1.- Le crédit-bail est défini dans le dictionnaire comme « une technique contractuelle par laquelle une entreprise, dite de crédit-bail acquiert, sur la demande d’un client (crédit-preneur), la propriété de biens d’équipement mobiliers ou immobiliers à usage professionnel, en vue de les donner en location à ce dernier pour une durée déterminée et en contrepartie de redevances ou de loyers. Il ne s’agit pas d’une décision d’investissement, mais bien d’un choix de mode de financement des projets de l’entreprise. Cette technique de financement ne doit pas être confondue ni avec une location simple que le locataire peut interrompre moyennant un simple préavis, ni avec une location-vente car son intérêt réside dans la faculté du locataire à lever l’option ou à ne pas le faire, c’est-à-dire se rendre propriétaire du bien. Il peut choisir soit de restituer le bien à la société bailleresse, soit reconduire la location pour une nouvelle durée. On retrouve historiquement cette pratique dans l’immobilier. Cette dernière achète ou fait construire un immeuble à usage professionnel ou individuel et en fournit la possession par un bail de longue durée à son cocontractant. Pendant toute la durée du contrat, c’est la société de crédit-bail jouant le rôle financement, qui reste propriétaire du bâtiment, l’entreprise qui l’utilise n’étant que la locataire des biens qu’elle a fait acheter ou construire, le crédit-bailleur n’étant pas responsable des actes commis par le crédit-preneur.
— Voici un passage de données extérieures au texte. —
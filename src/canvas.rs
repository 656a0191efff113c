use crate::geometry::{Point, Rect};
use crate::paint::Paint;

/// Drawing surface the widget paints onto.
///
/// Angles are in degrees, 0 at 3 o'clock, growing clockwise.
pub trait Canvas {
    fn draw_circle(&mut self, center: Point, radius: f32, paint: &Paint);

    /// Draws the part of the ellipse inscribed in `oval` between
    /// `start_angle` and `start_angle + sweep_angle`. With `use_center` the
    /// wedge down to the center is included.
    fn draw_arc(
        &mut self,
        oval: Rect,
        start_angle: f32,
        sweep_angle: f32,
        use_center: bool,
        paint: &Paint,
    );

    fn draw_text(&mut self, text: &str, x: f32, y: f32, paint: &Paint);
}

// ============================================================================
// RETAINED MODE ABSTRACTIONS
// ============================================================================

#[derive(Debug, Clone, PartialEq)]
pub enum DrawCommand {
    Circle {
        center: Point,
        radius: f32,
        paint: Paint,
    },
    Arc {
        oval: Rect,
        start_angle: f32,
        sweep_angle: f32,
        use_center: bool,
        paint: Paint,
    },
    Text {
        text: String,
        x: f32,
        y: f32,
        paint: Paint,
    },
}

/// Canvas that records draw calls instead of rasterizing them.
#[derive(Debug, Clone, Default, PartialEq)]
pub struct Scene {
    commands: Vec<DrawCommand>,
}

impl Scene {
    pub fn new() -> Self {
        Self::default()
    }

    pub fn commands(&self) -> &[DrawCommand] {
        &self.commands
    }

    pub fn clear(&mut self) {
        self.commands.clear();
    }

    pub fn add_command(&mut self, command: DrawCommand) {
        self.commands.push(command);
    }

    /// Replays the recorded commands, in order, onto another canvas.
    pub fn render<C: Canvas + ?Sized>(&self, canvas: &mut C) {
        for command in &self.commands {
            match command {
                DrawCommand::Circle {
                    center,
                    radius,
                    paint,
                } => canvas.draw_circle(*center, *radius, paint),
                DrawCommand::Arc {
                    oval,
                    start_angle,
                    sweep_angle,
                    use_center,
                    paint,
                } => canvas.draw_arc(*oval, *start_angle, *sweep_angle, *use_center, paint),
                DrawCommand::Text { text, x, y, paint } => canvas.draw_text(text, *x, *y, paint),
            }
        }
    }
}

impl Canvas for Scene {
    fn draw_circle(&mut self, center: Point, radius: f32, paint: &Paint) {
        self.add_command(DrawCommand::Circle {
            center,
            radius,
            paint: paint.clone(),
        });
    }

    fn draw_arc(
        &mut self,
        oval: Rect,
        start_angle: f32,
        sweep_angle: f32,
        use_center: bool,
        paint: &Paint,
    ) {
        self.add_command(DrawCommand::Arc {
            oval,
            start_angle,
            sweep_angle,
            use_center,
            paint: paint.clone(),
        });
    }

    fn draw_text(&mut self, text: &str, x: f32, y: f32, paint: &Paint) {
        self.add_command(DrawCommand::Text {
            text: text.to_string(),
            x,
            y,
            paint: paint.clone(),
        });
    }
}
use crate::config::Padding;

#[derive(Debug, Clone, Copy, PartialEq, Default)]
pub struct Point {
    pub x: f32,
    pub y: f32,
}

impl Point {
    pub const fn new(x: f32, y: f32) -> Self {
        Self { x, y }
    }
}

/// Resolved size in logical pixels.
#[derive(Debug, Clone, Copy, PartialEq, Default)]
pub struct Size {
    pub width: f32,
    pub height: f32,
}

impl Size {
    pub const fn new(width: f32, height: f32) -> Self {
        Self { width, height }
    }
}

/// Axis-aligned rectangle, edges in logical pixels.
#[derive(Debug, Clone, Copy, PartialEq, Default)]
pub struct Rect {
    pub left: f32,
    pub top: f32,
    pub right: f32,
    pub bottom: f32,
}

impl Rect {
    pub const fn new(left: f32, top: f32, right: f32, bottom: f32) -> Self {
        Self {
            left,
            top,
            right,
            bottom,
        }
    }

    pub fn from_size(size: Size) -> Self {
        Self::new(0.0, 0.0, size.width, size.height)
    }

    pub fn from_origin_size(origin: Point, width: f32, height: f32) -> Self {
        Self::new(origin.x, origin.y, origin.x + width, origin.y + height)
    }

    pub fn width(&self) -> f32 {
        self.right - self.left
    }

    pub fn height(&self) -> f32 {
        self.bottom - self.top
    }

    pub fn center(&self) -> Point {
        Point::new(
            (self.left + self.right) / 2.0,
            (self.top + self.bottom) / 2.0,
        )
    }

    /// Shrinks the rectangle by `padding` on each side.
    pub fn inset(&self, padding: &Padding) -> Self {
        Self::new(
            self.left + padding.left,
            self.top + padding.top,
            self.right - padding.right,
            self.bottom - padding.bottom,
        )
    }
}

/// Constraint handed down by the host for one axis during measurement.
#[derive(Debug, Clone, Copy, PartialEq)]
pub enum MeasureSpec {
    Exact(f32),
    AtMost(f32),
    Unconstrained,
}

impl MeasureSpec {
    /// Resolves one axis: an exact constraint wins, anything else takes the
    /// intrinsic size.
    pub fn resolve(self, intrinsic: f32) -> f32 {
        match self {
            MeasureSpec::Exact(size) => size,
            MeasureSpec::AtMost(_) | MeasureSpec::Unconstrained => intrinsic,
        }
    }
}

/// Sweep of the progress arc in degrees. Not clamped.
pub fn sweep_angle(current_progress: i32, max_progress: i32) -> f32 {
    current_progress as f32 / max_progress as f32 * 360.0
}

/// Geometry for one frame, derived from the options and the host bounds.
#[derive(Debug, Clone, Copy, PartialEq)]
pub struct RingLayout {
    pub center: Point,
    pub outer_radius: f32,
    pub inner_radius: f32,
    pub arc_oval: Rect,
    pub start_angle: f32,
    pub sweep: f32,
}

impl RingLayout {
    /// 12 o'clock, with 0 degrees at 3 o'clock and angles growing clockwise.
    pub const START_ANGLE: f32 = -90.0;

    pub fn new(
        bounds: Rect,
        padding: &Padding,
        radius: f32,
        stroke_width: f32,
        current_progress: i32,
        max_progress: i32,
    ) -> Self {
        let content = bounds.inset(padding);
        let half_stroke = stroke_width / 2.0;
        let oval_size = radius * 2.0 + stroke_width;
        let oval_origin = Point::new(content.left + half_stroke, content.top + half_stroke);

        Self {
            center: content.center(),
            outer_radius: radius + half_stroke,
            inner_radius: radius,
            arc_oval: Rect::from_origin_size(oval_origin, oval_size, oval_size),
            start_angle: Self::START_ANGLE,
            sweep: sweep_angle(current_progress, max_progress).clamp(0.0, 360.0),
        }
    }
}

#[cfg(test)]
mod tests {
    use super::*;

    #[test]
    fn sweep_angle_is_proportional() {
        assert_eq!(sweep_angle(25, 100), 90.0);
        assert_eq!(sweep_angle(100, 100), 360.0);
        assert_eq!(sweep_angle(0, 100), 0.0);
        assert_eq!(sweep_angle(150, 100), 540.0);
    }

    #[test]
    fn exact_spec_overrides_intrinsic() {
        assert_eq!(MeasureSpec::Exact(320.0).resolve(60.0), 320.0);
        assert_eq!(MeasureSpec::AtMost(10.0).resolve(60.0), 60.0);
        assert_eq!(MeasureSpec::Unconstrained.resolve(60.0), 60.0);
    }

    #[test]
    fn layout_centers_on_content_region() {
        let padding = Padding::new(10.0, 20.0, 30.0, 40.0);
        let layout = RingLayout::new(
            Rect::new(0.0, 0.0, 200.0, 200.0),
            &padding,
            20.0,
            10.0,
            50,
            100,
        );
        assert_eq!(layout.center, Point::new(90.0, 90.0));
        assert_eq!(layout.arc_oval, Rect::new(15.0, 25.0, 65.0, 75.0));
        assert_eq!(layout.sweep, 180.0);
    }

    #[test]
    fn layout_clamps_overshooting_sweep() {
        let layout = RingLayout::new(
            Rect::new(0.0, 0.0, 60.0, 60.0),
            &Padding::default(),
            20.0,
            10.0,
            250,
            100,
        );
        assert_eq!(layout.sweep, 360.0);
    }
}
use bon::Builder;

use crate::color::Color;
use crate::config::ProgressOptions;

#[derive(Debug, Clone, Copy, PartialEq, Eq, Default)]
pub enum PaintStyle {
    #[default]
    Fill,
    Stroke,
}

/// Horizontal anchoring of text relative to the x coordinate it is drawn at.
#[derive(Debug, Clone, Copy, PartialEq, Eq, Default)]
pub enum TextAlign {
    #[default]
    Left,
    Center,
    Right,
}

#[derive(Debug, Clone, Copy, PartialEq, Eq, Default)]
pub enum Typeface {
    #[default]
    Default,
    Monospace,
}

/// How a primitive is drawn: fill or stroke, color, and text parameters.
#[derive(Debug, Clone, PartialEq, Builder)]
pub struct Paint {
    #[builder(default)]
    pub style: PaintStyle,
    #[builder(default = 0.0)]
    pub stroke_width: f32,
    #[builder(default = Color::BLACK)]
    pub color: Color,
    #[builder(default = false)]
    pub anti_alias: bool,
    #[builder(default = false)]
    pub dither: bool,
    #[builder(default)]
    pub text_align: TextAlign,
    #[builder(default = 12.0)]
    pub text_size: f32,
    #[builder(default)]
    pub typeface: Typeface,
}

impl Default for Paint {
    fn default() -> Self {
        Self::builder().build()
    }
}

/// The four paints the ring is drawn with, built once per configuration.
#[derive(Debug, Clone, PartialEq)]
pub struct CompiledStyle {
    pub label: Paint,
    pub inner: Paint,
    pub outer: Paint,
    pub progress: Paint,
}

impl CompiledStyle {
    pub fn compile(options: &ProgressOptions) -> Self {
        Self {
            label: Paint::builder()
                .anti_alias(true)
                .text_align(TextAlign::Center)
                .typeface(Typeface::Monospace)
                .text_size(options.text_size)
                .color(options.text_color)
                .build(),
            inner: Paint::builder()
                .anti_alias(true)
                .dither(true)
                .style(PaintStyle::Fill)
                .color(options.inner_color)
                .build(),
            outer: Paint::builder()
                .anti_alias(true)
                .style(PaintStyle::Stroke)
                .stroke_width(options.stroke_width)
                .color(options.outer_color)
                .build(),
            progress: Paint::builder()
                .anti_alias(true)
                .style(PaintStyle::Stroke)
                .stroke_width(options.stroke_width)
                .color(options.progress_color)
                .build(),
        }
    }
}

#[cfg(test)]
mod tests {
    use super::*;

    #[test]
    fn compiled_style_follows_options() {
        let options = ProgressOptions::builder()
            .stroke_width(6.0)
            .text_size(18.0)
            .outer_color(Color::RED)
            .build();
        let style = CompiledStyle::compile(&options);

        assert_eq!(style.label.text_align, TextAlign::Center);
        assert_eq!(style.label.typeface, Typeface::Monospace);
        assert_eq!(style.label.text_size, 18.0);
        assert_eq!(style.label.color, Color::WHITE);

        assert_eq!(style.inner.style, PaintStyle::Fill);
        assert!(style.inner.dither);
        assert_eq!(style.inner.color, Color::GREEN);

        assert_eq!(style.outer.style, PaintStyle::Stroke);
        assert_eq!(style.outer.stroke_width, 6.0);
        assert_eq!(style.outer.color, Color::RED);

        assert_eq!(style.progress.style, PaintStyle::Stroke);
        assert_eq!(style.progress.stroke_width, 6.0);
        assert!(style.progress.anti_alias);
    }
}
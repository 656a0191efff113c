/// Rejected widget configuration.
///
/// Returned by [`crate::RingProgress::configure`] and everything routed through
/// it. The widget keeps its previous configuration when one of these is
/// returned.
#[derive(Debug, Clone, PartialEq, thiserror::Error)]
pub enum ConfigurationError {
    #[error("radius must be a positive finite value, got {0}")]
    NonPositiveRadius(f32),
    #[error("stroke width must be a positive finite value, got {0}")]
    NonPositiveStrokeWidth(f32),
    #[error("text size must be a positive finite value, got {0}")]
    NonPositiveTextSize(f32),
    #[error("max progress must be positive, got {0}")]
    NonPositiveMaxProgress(i32),
    #[error("current progress cannot be negative, got {0}")]
    NegativeProgress(i32),
    #[error("padding must be a non-negative finite value, got {0}")]
    InvalidPadding(f32),
    #[error("attribute `{name}` has invalid value `{value}`")]
    InvalidAttribute { name: String, value: String },
}

/// Out-of-range state that is drawn anyway.
#[derive(Debug, Clone, Copy, PartialEq, Eq, thiserror::Error)]
pub enum DegenerateState {
    #[error("current progress {current} exceeds max progress {max}, sweep clamped to a full ring")]
    ProgressExceedsMax { current: i32, max: i32 },
}
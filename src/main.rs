use std::env;
use std::fs;
use std::sync::mpsc;
use std::thread;
use std::time::Duration;

use rand::Rng;
use ringprogress::{ProgressCommand, ProgressOptions, RingProgress, WindowConfig};
use tracing::info;
use tracing_subscriber::EnvFilter;

/// Opens a window with a ring that fills up, empties and starts over.
///
/// Usage: `ringprogress [FONT_FILE]`. Without a font the label is not drawn.
fn main() -> Result<(), Box<dyn std::error::Error>> {
    let filter = EnvFilter::try_from_default_env().unwrap_or_else(|_| EnvFilter::new("info"));
    tracing_subscriber::fmt().with_env_filter(filter).init();

    let font_data = match env::args().nth(1) {
        Some(path) => {
            info!(%path, "loading label font");
            Some(fs::read(path)?)
        }
        None => None,
    };

    let max_progress = 100;
    let widget = RingProgress::new(
        ProgressOptions::builder()
            .text("0%")
            .text_size(24.0)
            .radius(80.0)
            .stroke_width(16.0)
            .max_progress(max_progress)
            .build(),
    )?;

    let config = WindowConfig::builder()
        .width(300.0)
        .height(300.0)
        .maybe_font_data(font_data)
        .build();

    let (sender, receiver) = mpsc::channel();

    thread::spawn(move || {
        let mut rng = rand::rng();
        let mut progress = 0;
        loop {
            progress = (progress + rng.random_range(0..4)) % (max_progress + 1);
            let commands = [
                ProgressCommand::SetProgress(progress),
                ProgressCommand::SetText(format!("{progress}%")),
            ];
            if commands.into_iter().any(|cmd| sender.send(cmd).is_err()) {
                break;
            }
            thread::sleep(Duration::from_millis(50));
        }
    });

    info!("showing ring progress, close the window to exit");
    ringprogress::show_with_commands(widget, config, receiver)?;
    Ok(())
}
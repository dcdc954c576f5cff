use polars::prelude::*;
use tracing::debug;

use crate::criterion::{CompareOp, parse_criterion};

/// What a filter row currently offers the user.
#[derive(Debug, Clone, Copy, PartialEq, Eq)]
pub enum RowState {
    Hidden,
    Addable,
    Removable,
}

/// One (column, criterion) input slot.
#[derive(Debug, Clone, Default)]
pub struct FilterRow {
    pub column: Option<String>,
    pub criterion: String,
}

/// A fixed pool of filter rows, one slot per dataset column. Slots are
/// revealed and hidden, never allocated or dropped, so removing a row only
/// clears it for reuse.
pub struct FilterRegistry {
    rows: Vec<FilterRow>,
    states: Vec<RowState>,
}

impl FilterRegistry {
    pub fn new(slots: usize) -> Self {
        let mut states = vec![RowState::Hidden; slots];
        if let Some(first) = states.first_mut() {
            *first = if slots == 1 {
                RowState::Removable
            } else {
                RowState::Addable
            };
        }
        FilterRegistry {
            rows: vec![FilterRow::default(); slots],
            states,
        }
    }

    pub fn row(&self, idx: usize) -> &FilterRow {
        &self.rows[idx]
    }

    pub fn state(&self, idx: usize) -> RowState {
        self.states.get(idx).copied().unwrap_or(RowState::Hidden)
    }

    pub fn set_column(&mut self, idx: usize, column: Option<String>) {
        if let Some(row) = self.rows.get_mut(idx) {
            row.column = column;
        }
    }

    pub fn set_criterion(&mut self, idx: usize, criterion: String) {
        if let Some(row) = self.rows.get_mut(idx) {
            row.criterion = criterion;
        }
    }

    pub fn visible_rows(&self) -> impl Iterator<Item = (usize, &FilterRow, RowState)> + '_ {
        self.rows
            .iter()
            .zip(self.states.iter())
            .enumerate()
            .filter(|(_, (_, state))| **state != RowState::Hidden)
            .map(|(idx, (row, state))| (idx, row, *state))
    }

    pub fn visible_indices(&self) -> Vec<usize> {
        self.visible_rows().map(|(idx, _, _)| idx).collect()
    }

    pub fn first_visible(&self) -> Option<usize> {
        self.visible_rows().next().map(|(idx, _, _)| idx)
    }

    /// Reveal slot `n`, the row after the one whose add affordance fired.
    /// The row before it flips to a remove affordance, and the last slot
    /// only ever shows remove since there is nothing further to add.
    /// No-op when no further slots exist.
    pub fn add_row(&mut self, n: usize) -> bool {
        if n >= self.states.len() {
            // no more rows
            return false;
        }
        self.states[n] = if n == self.states.len() - 1 {
            RowState::Removable
        } else {
            RowState::Addable
        };
        if n > 0 {
            self.states[n - 1] = RowState::Removable;
        }
        true
    }

    // TODO: if the user reveals a row and skips entering anything in it,
    // the affordances lose track of which rows should show add vs remove
    // (all but the last end up with remove).
    pub fn remove_row(&mut self, n: usize) -> bool {
        if n >= self.states.len() {
            return false;
        }
        self.rows[n] = FilterRow::default();
        self.states[n] = RowState::Hidden;
        true
    }

    /// Collect the usable (column, operator, literal) triples from all rows.
    /// A row contributes only when both its column and criterion text are
    /// set and the criterion parses to a non-empty value; anything else is
    /// skipped silently.
    pub fn terms(&self) -> Vec<FilterTerm> {
        let mut terms = Vec::new();
        for row in &self.rows {
            let Some(column) = row.column.as_deref().filter(|c| !c.is_empty()) else {
                continue;
            };
            if row.criterion.is_empty() {
                continue;
            }
            let parsed = parse_criterion(&row.criterion);
            if parsed.value.is_empty() {
                debug!("No valid criterion in {:?}", row.criterion);
                continue;
            }
            let literal = if is_numeric_value(&parsed.value) {
                parsed
                    .value
                    .parse::<f64>()
                    .map(FilterLiteral::Num)
                    .unwrap_or_else(|_| FilterLiteral::Str(parsed.value.clone()))
            } else {
                FilterLiteral::Str(parsed.value.clone())
            };
            debug!("Term: {} {} {:?}", column, parsed.op.as_str(), literal);
            terms.push(FilterTerm {
                column: column.to_string(),
                op: parsed.op,
                literal,
            });
        }
        terms
    }
}

/// A criterion value, typed so numeric comparisons stay numeric and string
/// values never need quoting or escaping.
#[derive(Debug, Clone, PartialEq)]
pub enum FilterLiteral {
    Num(f64),
    Str(String),
}

/// One conjunct of the row selection predicate.
#[derive(Debug, Clone, PartialEq)]
pub struct FilterTerm {
    pub column: String,
    pub op: CompareOp,
    pub literal: FilterLiteral,
}

impl FilterTerm {
    fn expr(&self) -> Expr {
        let value = match &self.literal {
            FilterLiteral::Num(n) => lit(*n),
            FilterLiteral::Str(s) => lit(s.as_str()),
        };
        let column = col(self.column.as_str());
        match self.op {
            CompareOp::Eq => column.eq(value),
            CompareOp::Ge => column.gt_eq(value),
            CompareOp::Le => column.lt_eq(value),
            CompareOp::Gt => column.gt(value),
            CompareOp::Lt => column.lt(value),
        }
    }
}

/// Conjunction of all terms. `None` means no row produced a usable term,
/// which is distinct from a predicate that matches nothing.
pub fn build_predicate(terms: &[FilterTerm]) -> Option<Expr> {
    let mut exprs = terms.iter().map(|t| t.expr());
    let first = exprs.next()?;
    Some(exprs.fold(first, |acc, e| acc.and(e)))
}

/// Evaluate a predicate against the full dataset. Row order and columns are
/// preserved; a stale column reference surfaces here as an error.
pub fn apply_predicate(df: &DataFrame, predicate: Expr) -> PolarsResult<DataFrame> {
    df.clone().lazy().filter(predicate).collect()
}

// A value is numeric if removing a single '.' leaves only decimal digits,
// so "12.34" is numeric while "12.34.5" and "abc" are not.
fn is_numeric_value(value: &str) -> bool {
    let stripped = value.replacen('.', "", 1);
    !stripped.is_empty() && stripped.chars().all(|c| c.is_ascii_digit())
}

#[cfg(test)]
mod tests {
    use super::*;

    fn sample_frame() -> DataFrame {
        df!(
            "age" => [55i64, 40, 70, 60],
            "gender" => ["F", "M", "F", "M"],
        )
        .unwrap()
    }

    fn set_row(registry: &mut FilterRegistry, idx: usize, column: &str, criterion: &str) {
        registry.set_column(idx, Some(column.to_string()));
        registry.set_criterion(idx, criterion.to_string());
    }

    #[test]
    fn initial_states() {
        let registry = FilterRegistry::new(5);
        assert_eq!(registry.state(0), RowState::Addable);
        for idx in 1..5 {
            assert_eq!(registry.state(idx), RowState::Hidden);
        }

        let single = FilterRegistry::new(1);
        assert_eq!(single.state(0), RowState::Removable);
    }

    #[test]
    fn add_reveals_next_and_flips_previous() {
        let mut registry = FilterRegistry::new(3);
        assert!(registry.add_row(1));
        assert_eq!(registry.state(0), RowState::Removable);
        assert_eq!(registry.state(1), RowState::Addable);
        assert_eq!(registry.state(2), RowState::Hidden);
    }

    #[test]
    fn last_slot_only_offers_remove() {
        let mut registry = FilterRegistry::new(2);
        assert!(registry.add_row(1));
        assert_eq!(registry.state(0), RowState::Removable);
        assert_eq!(registry.state(1), RowState::Removable);
        // the pool is exhausted
        assert!(!registry.add_row(2));
    }

    #[test]
    fn remove_clears_and_hides_the_slot() {
        let mut registry = FilterRegistry::new(3);
        registry.add_row(1);
        set_row(&mut registry, 1, "age", ">=50");
        assert!(registry.remove_row(1));
        assert_eq!(registry.state(1), RowState::Hidden);
        assert!(registry.row(1).column.is_none());
        assert!(registry.row(1).criterion.is_empty());
        assert_eq!(registry.visible_indices(), vec![0]);
    }

    #[test]
    fn terms_skip_incomplete_rows() {
        let mut registry = FilterRegistry::new(4);
        set_row(&mut registry, 0, "age", ">=50");
        // criterion without a value
        set_row(&mut registry, 1, "age", "=");
        // column without a criterion
        registry.set_column(2, Some("gender".to_string()));
        // criterion without a column
        registry.set_criterion(3, "F".to_string());

        let terms = registry.terms();
        assert_eq!(terms.len(), 1);
        assert_eq!(terms[0].column, "age");
        assert_eq!(terms[0].op, CompareOp::Ge);
        assert_eq!(terms[0].literal, FilterLiteral::Num(50.0));
    }

    #[test]
    fn numeric_classification() {
        assert!(is_numeric_value("12.5"));
        assert!(is_numeric_value("100"));
        assert!(!is_numeric_value("12.5.3"));
        assert!(!is_numeric_value(""));
        assert!(!is_numeric_value("abc"));
        assert!(!is_numeric_value("-5"));
    }

    #[test]
    fn text_criterion_becomes_a_string_literal() {
        let mut registry = FilterRegistry::new(2);
        set_row(&mut registry, 0, "gender", "F");
        let terms = registry.terms();
        assert_eq!(terms[0].op, CompareOp::Eq);
        assert_eq!(terms[0].literal, FilterLiteral::Str("F".to_string()));
    }

    #[test]
    fn no_usable_rows_yields_no_predicate() {
        let registry = FilterRegistry::new(3);
        assert!(build_predicate(&registry.terms()).is_none());
    }

    #[test]
    fn conjunction_over_two_columns() {
        let df = sample_frame();
        let mut registry = FilterRegistry::new(2);
        set_row(&mut registry, 0, "age", ">=50");
        registry.add_row(1);
        set_row(&mut registry, 1, "gender", "F");

        let predicate = build_predicate(&registry.terms()).unwrap();
        let result = apply_predicate(&df, predicate).unwrap();
        assert_eq!(result.height(), 2);
        let ages: Vec<i64> = result
            .column("age")
            .unwrap()
            .i64()
            .unwrap()
            .into_iter()
            .flatten()
            .collect();
        // original row order is preserved
        assert_eq!(ages, vec![55, 70]);
    }

    #[test]
    fn unknown_column_fails_evaluation() {
        let df = sample_frame();
        let mut registry = FilterRegistry::new(2);
        set_row(&mut registry, 0, "no_such_column", ">=50");
        let predicate = build_predicate(&registry.terms()).unwrap();
        assert!(apply_predicate(&df, predicate).is_err());
    }

    #[test]
    fn filtering_leaves_the_dataset_untouched() {
        let df = sample_frame();
        let before = df.clone();
        let mut registry = FilterRegistry::new(2);
        set_row(&mut registry, 0, "age", ">60");
        let predicate = build_predicate(&registry.terms()).unwrap();
        let result = apply_predicate(&df, predicate).unwrap();
        assert_eq!(result.height(), 1);
        assert!(df.equals(&before));
    }
}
La durée du "bail", étant liée à la durée économique de l’immeuble, cela explique que le contrat de crédit-bail immobilier est souvent supérieur 15/20 ans, tout en précisant pour ce cas, que l’utilisateur paye en général la rente jusqu’à la clôture du contrat de crédit-bail. Il s’agit en fait d’une sous traitance dans l’achat de biens et la gestion de prêts. Car le crédit-bail est souvent considéré comme un substitut de l’endettement tant des entreprises que des particuliers écartées des formes traditionnelles d’emprunt en raison de leur risque. En principe, selon les clauses d’option d’achat, le locataire a la possibilité d’acquérir le bien loué à la fin du contrat de crédit-bail, sur la base d’un prix prédéfini. En crédit-bail, le bailleur supporte deux types de risques : le risque de valeur résiduelle qui est relatif au matériel, et le risque de crédit qui est lié à l’utilisateur. Le risque relatif au matériel repose sur la qualité du fournisseur, appréciée à partir de la performance technique et de la fiabilité du matériel livré, de l’efficacité du service après-vente, de la santé financière du constructeur et de sa présence sur le territoire national de l’utilisateur. Les expertises financières analysent souvent le risque lié au matériel à partir des fluctuations de la valeur résiduelle du bien sur le marché résultant de l’usure physique ou d’une obsolescence imprévue ou de variations non anticipées des taux d’intérêt et du niveau général des prix. Mais à la lumière des origines de la crise mondiale actuelle (crise hypothécaire), ce serait une erreur de se focaliser uniquement sur le risque attaché au matériel ou risque de valeur résiduelle en ignorant le risque de crédit. En effet, le bailleur peut être soumis à un risque de défaillance de l’utilisateur non négligeable, étant dans l’incapacité de rembourser.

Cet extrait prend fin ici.